LRQ-DiT: Log-Rotation Post-Training Quantization of Diffusion Transformers for Text-to-Image Generation
- URL: http://arxiv.org/abs/2508.03485v1
- Date: Tue, 05 Aug 2025 14:16:11 GMT
- Title: LRQ-DiT: Log-Rotation Post-Training Quantization of Diffusion Transformers for Text-to-Image Generation
- Authors: Lianwei Yang, Haokun Lin, Tianchen Zhao, Yichen Wu, Hongyu Zhu, Ruiqi Xie, Zhenan Sun, Yu Wang, Qingyi Gu,
- Abstract summary: Post-training quantization (PTQ) is a promising solution to reduce memory usage and accelerate inference.<n>Existing PTQ methods suffer from severe performance degradation under extreme low-bit settings.<n>We propose LRQ-DiT, an efficient and accurate PTQ framework.

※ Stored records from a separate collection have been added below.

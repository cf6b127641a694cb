//! Shared helpers for integration tests.
//!
//! Builds small synthetic Aperio-style SVS files (classic little-endian
//! TIFF, one "pyramid" page with identifying metadata plus a label page)
//! and provides a deterministic text rasterizer so no font asset is
//! needed.

use std::path::{Path, PathBuf};
use std::sync::Arc;

use image::{Rgb, RgbImage};
use wsi_pseudonym::config::EngineConfig;
use wsi_pseudonym::label::{FontFace, TextRasterizer};
use wsi_pseudonym::registry::LocalRegistry;
use wsi_pseudonym::Pseudonymizer;

// =============================================================================
// TIFF fixture builder
// =============================================================================

/// One page of a synthetic slide file.
pub struct PageSpec {
    pub width: u32,
    pub height: u32,
    pub rows_per_strip: u32,
    pub compression: u16,
    pub description: String,
    pub strips: Vec<Vec<u8>>,
}

/// Serialize pages into a classic little-endian TIFF.
///
/// Layout per page: IFD, external strip tables (when more than one strip),
/// description bytes, strip data. Entries are written in ascending tag
/// order as the TIFF spec requires.
pub fn build_tiff(pages: &[PageSpec]) -> Vec<u8> {
    const ENTRY_COUNT: u16 = 9;

    let mut out = vec![0x49, 0x49, 0x2A, 0x00, 0, 0, 0, 0];
    let mut next_ifd_field: usize = 4;

    for page in pages {
        let ifd_offset = out.len() as u32;
        out[next_ifd_field..next_ifd_field + 4].copy_from_slice(&ifd_offset.to_le_bytes());

        let strip_count = page.strips.len();
        let ifd_size = 2 + ENTRY_COUNT as usize * 12 + 4;
        let tables_size = if strip_count > 1 { 8 * strip_count } else { 0 };

        let counts_offset = ifd_offset as usize + ifd_size;
        let offsets_offset = counts_offset + if strip_count > 1 { 4 * strip_count } else { 0 };
        let desc_offset = ifd_offset as usize + ifd_size + tables_size;
        let data_offset = desc_offset + page.description.len();

        let mut strip_offsets = Vec::with_capacity(strip_count);
        let mut cursor = data_offset as u32;
        for strip in &page.strips {
            strip_offsets.push(cursor);
            cursor += strip.len() as u32;
        }

        let long = |v: u32| v.to_le_bytes();
        let short = |v: u16| {
            let mut bytes = [0u8; 4];
            bytes[..2].copy_from_slice(&v.to_le_bytes());
            bytes
        };

        out.extend_from_slice(&ENTRY_COUNT.to_le_bytes());
        let mut entry = |out: &mut Vec<u8>, tag: u16, field_type: u16, count: u32, value: [u8; 4]| {
            out.extend_from_slice(&tag.to_le_bytes());
            out.extend_from_slice(&field_type.to_le_bytes());
            out.extend_from_slice(&count.to_le_bytes());
            out.extend_from_slice(&value);
        };

        entry(&mut out, 256, 4, 1, long(page.width));
        entry(&mut out, 257, 4, 1, long(page.height));
        entry(&mut out, 258, 3, 1, short(8));
        entry(&mut out, 259, 3, 1, short(page.compression));
        entry(
            &mut out,
            270,
            2,
            page.description.len() as u32,
            long(desc_offset as u32),
        );
        if strip_count > 1 {
            entry(&mut out, 273, 4, strip_count as u32, long(offsets_offset as u32));
        } else {
            entry(&mut out, 273, 4, 1, long(strip_offsets[0]));
        }
        entry(&mut out, 277, 3, 1, short(3));
        entry(&mut out, 278, 4, 1, long(page.rows_per_strip));
        if strip_count > 1 {
            entry(&mut out, 279, 4, strip_count as u32, long(counts_offset as u32));
        } else {
            entry(&mut out, 279, 4, 1, long(page.strips[0].len() as u32));
        }

        next_ifd_field = out.len();
        out.extend_from_slice(&0u32.to_le_bytes());

        if strip_count > 1 {
            for strip in &page.strips {
                out.extend_from_slice(&(strip.len() as u32).to_le_bytes());
            }
            for offset in &strip_offsets {
                out.extend_from_slice(&offset.to_le_bytes());
            }
        }
        out.extend_from_slice(page.description.as_bytes());
        for strip in &page.strips {
            out.extend_from_slice(strip);
        }
    }

    out
}

/// The pyramid page + label page of a synthetic SVS slide.
pub fn svs_pages(slide_tag: &str, label_compression: u16) -> Vec<PageSpec> {
    let main_description = format!(
        "Aperio Image Library v12.0.15\r\n16x16 [0,0] JPEG/RGB Q=30|AppMag = 20\
         |Filename = {slide_tag}|Title = liver biopsy|Date = 06/15/21\
         |Time = 10:02:13|Time Zone = GMT+01:00|User = b414b664"
    );

    let main_strip = |seed: u8| (0..16 * 8 * 3).map(|i| (i as u8).wrapping_add(seed)).collect();
    let label_strip = |seed: u8| {
        (0..64 * 16 * 3)
            .map(|i| (i as u8).wrapping_mul(31).wrapping_add(seed))
            .collect()
    };

    vec![
        PageSpec {
            width: 16,
            height: 16,
            rows_per_strip: 8,
            compression: 1,
            description: main_description,
            strips: vec![main_strip(1), main_strip(2)],
        },
        PageSpec {
            width: 64,
            height: 48,
            rows_per_strip: 16,
            compression: label_compression,
            description: "Aperio Image Library v12.0.15\r\nlabel 64x48".to_string(),
            strips: vec![label_strip(3), label_strip(5), label_strip(7)],
        },
    ]
}

/// Write a synthetic SVS file into a directory.
pub fn write_svs(dir: &Path, name: &str, slide_tag: &str, label_compression: u16) -> PathBuf {
    let path = dir.join(name);
    std::fs::write(&path, build_tiff(&svs_pages(slide_tag, label_compression))).unwrap();
    path
}

/// A minimal BigTIFF header followed by padding; enough to be recognized
/// and rejected.
pub fn write_bigtiff(dir: &Path, name: &str) -> PathBuf {
    let mut bytes = vec![
        0x49, 0x49, // II
        0x2B, 0x00, // version 43
        0x08, 0x00, // offset size
        0x00, 0x00, // reserved
        0x10, 0x00, 0x00, 0x00, 0x00, 0x00, 0x00, 0x00, // first IFD at 16
    ];
    bytes.extend_from_slice(&[0u8; 64]);

    let path = dir.join(name);
    std::fs::write(&path, bytes).unwrap();
    path
}

// =============================================================================
// Controller construction
// =============================================================================

/// Build a controller rooted in a temp directory, with the escrow store
/// under `store/` and clones under `out/`.
pub fn controller_with(root: &Path, registry: LocalRegistry) -> Pseudonymizer<LocalRegistry> {
    let out = root.join("out");
    std::fs::create_dir_all(&out).unwrap();

    let config = EngineConfig {
        store_dir: root.join("store"),
        dest_dir: Some(out),
    };
    Pseudonymizer::new(config, registry, Arc::new(BoxText)).unwrap()
}

/// Controller over a fresh in-memory registry.
pub fn test_controller(root: &Path) -> Pseudonymizer<LocalRegistry> {
    controller_with(root, LocalRegistry::in_memory())
}

// =============================================================================
// Stub text rasterizer
// =============================================================================

/// Fixed-advance rasterizer: every glyph is a filled box. Deterministic
/// and font-free, which is all layout and round-trip tests need.
pub struct BoxText;

impl TextRasterizer for BoxText {
    fn measure(&self, text: &str, _face: FontFace, size: f32) -> (u32, u32) {
        let advance = (size * 0.6).ceil() as u32;
        (advance * text.chars().count() as u32, size.ceil() as u32)
    }

    fn draw(&self, canvas: &mut RgbImage, x: u32, y: u32, text: &str, face: FontFace, size: f32) {
        let (w, h) = self.measure(text, face, size);
        for py in y..(y + h).min(canvas.height()) {
            for px in x..(x + w).min(canvas.width()) {
                canvas.put_pixel(px, py, Rgb([0, 0, 0]));
            }
        }
    }
}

- Score: 34.14174796390669
- License: http://arxiv.org/licenses/nonexclusive-distrib/1.0/
- Abstract: Diffusion Transformers (DiTs) have achieved impressive performance in text-to-image generation. However, their high computational cost and large parameter sizes pose significant challenges for usage in resource-constrained scenarios. Post-training quantization (PTQ) is a promising solution to reduce memory usage and accelerate inference, but existing PTQ methods suffer from severe performance degradation under extreme low-bit settings. We identify two key obstacles to low-bit post-training quantization for DiT models: (1) model weights follow a Gaussian-like distribution with long tails, causing uniform quantization to poorly allocate intervals and leading to significant errors; (2) two types of activation outliers: (i) Mild Outliers with slightly elevated values, and (ii) Salient Outliers with large magnitudes concentrated in specific channels, which disrupt activation quantization. To address these issues, we propose LRQ-DiT, an efficient and accurate PTQ framework. We introduce Twin-Log Quantization (TLQ), a log-based method that aligns well with the weight distribution and reduces quantization errors. We also propose an Adaptive Rotation Scheme (ARS) that dynamically applies Hadamard or outlier-aware rotations based on activation fluctuation, effectively mitigating the impact of both types of outliers. We evaluate LRQ-DiT on PixArt and FLUX under various bit-width settings, and validate the performance on COCO, MJHQ, and sDCI datasets. LRQ-DiT achieves low-bit quantization of DiT models while preserving image quality, outperforming existing PTQ baselines.